Share your dilemmas and get honest opinions from other Mumsnetters.

To lose friends over BLM/political views

124 replies

SunshineSusan14 · 08/06/2020 10:28

I think I am quite a broad minded person and am happy to accept other people's views even if I don't agree with them but I've been very moved and educated by the BLM. Recently in a group chat of 5 friends they all started harping on about it with lots of passively racist comments - lots of "I'm not racist but..." and some truly vile and uneducated views. I put my point across and it all turned into a bit of a pile on.

I stood my ground as I feel strongly about it but was polite but now I just think do I really want friends who firstly have such terrible views and secondly can't be respectful about other people's points of view? I highly suspect they went on to slag me off in a private chat.

Meant to be meeting for a socially distanced drink later in the week but now I really don't feel like it. My mental health is already suffering right now I know it will be brought up. But if I don't go after not seeing them for so long it will probably send a message that I'm not bothered. Aibu? Have others experienced this?

OP posts:
Werkwerkwerkwerkwerkwerk · 08/06/2020 12:02

This isnt just a small difference of opinion like sports teams and music.

This is basic, fundamental human rights that are systematically violated.

I'd happily die on that hill it is non negotiable that the people I associate with are anti racist.

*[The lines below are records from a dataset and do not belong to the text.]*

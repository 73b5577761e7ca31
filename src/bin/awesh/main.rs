//! awesh frontend: line editor, classification dispatcher, and supervisor
//! for the sandbox, security proxy, and backend children.

mod builtins;
mod prompt;

use anyhow::{Context, Result};
use awesh::backend_link::{AiStatus, BackendLink};
use awesh::config::Config;
use awesh::dispatch::{self, DispatchCtx};
use awesh::ipc::oob::{self, OobMessage};
use awesh::ipc::{self, Endpoints};
use awesh::supervise::{ChildKind, Supervisor, LIVENESS_EVERY_PROMPTS};
use awesh::{init_tracing, terminal_restore};
use builtins::BuiltinCtx;
use clap::Parser;
use rustyline::error::ReadlineError;
use rustyline::DefaultEditor;
use std::os::unix::net::UnixListener;
use std::path::PathBuf;
use std::sync::atomic::Ordering;
use tracing::debug;

#[derive(Parser, Debug)]
#[command(name = "awesh", version, about = "AI-augmented interactive shell")]
struct CliArgs {
    /// Verbosity override: 0 silent, 1 info, 2 debug.
    #[arg(long, env = "VERBOSE")]
    verbose: Option<u8>,

    /// Alternate config file (default ~/.aweshrc).
    #[arg(long)]
    config: Option<PathBuf>,
}

fn main() {
    let args = CliArgs::parse();
    if let Err(err) = run(args) {
        eprintln!("awesh: {err:#}");
        std::process::exit(1);
    }
}

fn run(args: CliArgs) -> Result<()> {
    let mut config = Config::load(args.config.as_deref());
    if let Some(level) = args.verbose {
        config.verbose = level;
        std::env::set_var("VERBOSE", level.to_string());
    }
    init_tracing(config.verbose);
    terminal_restore::install_terminal_panic_hook();

    let endpoints = Endpoints::from_home()?;
    let shutdown = awesh::supervise::shutdown_flag();

    // The frontend owns only the out-of-band listener; each child binds its
    // own server socket.
    ipc::unlink_stale(&endpoints.frontend);
    let oob_listener = match UnixListener::bind(&endpoints.frontend) {
        Ok(listener) => {
            let _ = listener.set_nonblocking(true);
            Some(listener)
        }
        Err(err) => {
            // Degrade: the shell works without out-of-band updates.
            println!("warning: could not bind the out-of-band listener: {err}");
            None
        }
    };

    let mut supervisor = Supervisor::new();
    supervisor.spawn_all();
    let mut backend = BackendLink::new(&endpoints);

    println!("awesh v{} - Awe-Inspired Workspace Environment Shell", env!("CARGO_PKG_VERSION"));
    println!("Type 'aweh' to see available control commands");

    let mut editor = DefaultEditor::new().context("initializing line editor")?;
    let mut prompt_counter: u32 = 0;

    loop {
        if shutdown.load(Ordering::SeqCst) {
            break;
        }

        prompt_counter += 1;
        if prompt_counter % LIVENESS_EVERY_PROMPTS == 0 {
            supervisor.tick();
        }

        if let Some(listener) = &oob_listener {
            for message in oob::drain_listener(listener) {
                handle_oob(message, &mut config);
            }
        }

        // Lazy backend reconnect plus a status refresh while it loads.
        if backend.try_connect() && backend.status != AiStatus::Ready {
            backend.poll_status();
        }

        let cwd = std::env::current_dir().unwrap_or_else(|_| PathBuf::from("/"));
        let context_line = prompt::render(
            prompt::backend_glyph(supervisor.is_alive(ChildKind::Backend), backend.status),
            prompt::health_glyph(supervisor.is_alive(ChildKind::Proxy)),
            prompt::health_glyph(supervisor.is_alive(ChildKind::Sandbox)),
            &prompt::username(),
            &prompt::hostname(),
            &cwd,
        );
        println!("{context_line}");

        let line = match editor.readline(prompt::INPUT_MARKER) {
            Ok(line) => line,
            // Ctrl-C aborts the current edit and never reaches children.
            Err(ReadlineError::Interrupted) => continue,
            Err(ReadlineError::Eof) => break,
            Err(err) => {
                // Only failure to read input terminates the frontend.
                debug!("line editor failed: {err}");
                break;
            }
        };

        if line.trim().is_empty() {
            continue;
        }
        let _ = editor.add_history_entry(line.as_str());

        if let Some(builtin) = builtins::parse(line.trim()) {
            let mut ctx = BuiltinCtx {
                config: &mut config,
                backend: &mut backend,
                supervisor: &supervisor,
            };
            if builtins::handle(&builtin, &mut ctx) {
                break;
            }
            continue;
        }

        let mut ctx = DispatchCtx {
            endpoints: &endpoints,
            backend: &mut backend,
            sandbox_ready: supervisor.is_alive(ChildKind::Sandbox),
            verbose: config.verbose,
        };
        dispatch::dispatch_line(&mut ctx, &line);
    }

    supervisor.shutdown();
    endpoints.remove_all();
    println!("Goodbye!");
    Ok(())
}

fn handle_oob(message: OobMessage, config: &mut Config) {
    match message {
        OobMessage::StatusUpdate(text) => {
            if config.verbose >= 2 {
                println!("security agent status: {text}");
            }
        }
        OobMessage::SecurityAlert(text) => println!("SECURITY ALERT: {text}"),
        OobMessage::ThreatDetected(text) => println!("THREAT DETECTED: {text}"),
        OobMessage::VerboseUpdate(level) => {
            if level != config.verbose {
                config.verbose = level;
                std::env::set_var("VERBOSE", level.to_string());
                if config.verbose >= 1 {
                    println!("verbose level updated to {level}");
                }
            }
        }
    }
}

Coming from a non white background but being white I have had many privileges over family members ( on a holiday with my grandparents they assumed I was being trafficked due to my grandfather and I being of different skin colour)

Its not okay. And we must fight for this.

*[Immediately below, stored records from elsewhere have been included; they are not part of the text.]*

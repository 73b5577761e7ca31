//! Scrubbing and classification of probe output from the sandbox shell.
//!
//! The PTY stream mixes the candidate command's output with terminal
//! control sequences, command echo, and prompt glyphs. Scrubbing reduces it
//! to the lines a classification decision can be made from.

use crate::verdict::Verdict;

/// Substrings that mark the probe output as a shell error.
pub const ERROR_MARKERS: &[&str] = &[
    "command not found",
    "No such file or directory",
    "Permission denied",
    "bash:",
    "sh:",
    "error:",
    "Error:",
];

/// Prompt glyph fragments filtered from scrubbed output.
const PROMPT_GLYPHS: &[&str] = &["$ ", "# ", "> "];

const EXIT_MARKER: &str = "EXIT_CODE:";

/// Scrubbed probe output plus the parsed exit marker, if any.
#[derive(Debug, Clone, PartialEq, Eq)]
pub struct ProbeOutput {
    pub text: String,
    pub exit_marker: Option<i32>,
}

/// Whitespace-separated word count of the original input line.
pub fn word_count(line: &str) -> usize {
    line.split_whitespace().count()
}

/// Strip terminal control sequences and filter echo/prompt lines, then pull
/// out the `EXIT_CODE:` marker the wrapper appended.
pub fn scrub(raw: &[u8], command: &str, sentinel: &str) -> ProbeOutput {
    let stripped = strip_ansi_escapes::strip(raw);
    let text = String::from_utf8_lossy(&stripped);
    let sentinel = sentinel.trim_end();

    let mut exit_marker = None;
    let mut kept = String::new();
    for line in text.lines() {
        let line = line.trim_end_matches('\r');
        if let Some(idx) = line.find(EXIT_MARKER) {
            if exit_marker.is_none() {
                exit_marker = parse_exit_marker(&line[idx + EXIT_MARKER.len()..]);
            }
            continue;
        }
        if keep_line(line, command, sentinel) {
            kept.push_str(line);
            kept.push('\n');
        }
    }
    ProbeOutput {
        text: kept,
        exit_marker,
    }
}

fn parse_exit_marker(rest: &str) -> Option<i32> {
    let digits: String = rest
        .chars()
        .take_while(|c| c.is_ascii_digit() || *c == '-')
        .collect();
    digits.parse().ok()
}

fn keep_line(line: &str, command: &str, sentinel: &str) -> bool {
    if line.is_empty() {
        return false;
    }
    if !command.is_empty() && (line == command || line.starts_with(command)) {
        return false;
    }
    if !sentinel.is_empty() && line == sentinel {
        return false;
    }
    if PROMPT_GLYPHS.iter().any(|glyph| line.contains(glyph)) {
        return false;
    }
    true
}

/// Apply the classification rules in order:
/// no sentinel ⇒ interactive; error marker ⇒ invalid (split on word count);
/// exit marker present ⇒ valid regardless of value; otherwise unclassified.
pub fn classify(command: &str, probe: &ProbeOutput, sentinel_seen: bool) -> Verdict {
    if !sentinel_seen {
        return Verdict::Interactive;
    }
    if ERROR_MARKERS
        .iter()
        .any(|marker| probe.text.contains(marker))
    {
        return if word_count(command) >= 3 {
            Verdict::InvalidAiHelp
        } else {
            Verdict::InvalidUserError
        };
    }
    if let Some(exit_code) = probe.exit_marker {
        return Verdict::Valid {
            exit_code: exit_code.max(0),
        };
    }
    Verdict::OtherFailure
}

SissySpacekAteMyHamster · 08/06/2020 12:06

I've deleted a few off facebook who turned out to be true gammons!

I am friends with a few different ethnicities, and I feel that I'm being two faced if I put up with racism from friends just because it is easier to ignore.

Iggly · 08/06/2020 12:11

I’ve done similar.

The bit that grates is the “what about...”

This isn’t about denying the shitty treatment of anyone. It’s about the fact that blacks people have had shit treatment and it needs fixing.

longwayoff · 08/06/2020 12:17

Don't hang out with racists OP. To be racist there are certain requirements, ignorance and blind bigotry for starters, together with even more unsavoury beliefs. Don't become like them. Find some decent people.

LolaSmiles · 08/06/2020 12:25

It's entirely possible to have different opinions on social and political issues and remain friends, that includes on recent protests. However everyone has a moral line that they find difficult or impossible to cross.

For me, I have an acquaintance who is critical of the protests on the grounds that 'not all police'. I really struggle with that because nothing in the current protests is saying that all police murder innocent black people. The fact remains that until innocent black people stop being killed by the police and until the culture within the police force changes so that those bad apples no longer feel empowered to act on their bigotry, there needs to be a movement challenging police (as a class) actions.

Some of what I've read on this topic reminds me of NAMALT cries when people were raising issues of sexism and sexual harassment in the workplace. Obviously not all men are/were sexual predators, but until the culture changed to stop predatory creeps feeling they can harass women in broad daylight there needs to be a movement. Saying NAMALT and 'but what about...' was just trying to shift the focus away from where it needed to be.
Some people are doing the same with Black Lives Matter.

Mittens030869 · 08/06/2020 12:27

I unfriended someone I knew who posted blatantly Islamaphobic views on Facebook and confronted her by text. She was completely unrepentant about it so we haven't been in touch since. It was sad for my DD1 (then 3) who had been friends with her DD, but only for a short time.

Bigotry of any kind is never justifiable, so I completely agree that YANBU. You confronted your friends and they turned on you, so they're really not your friends at all.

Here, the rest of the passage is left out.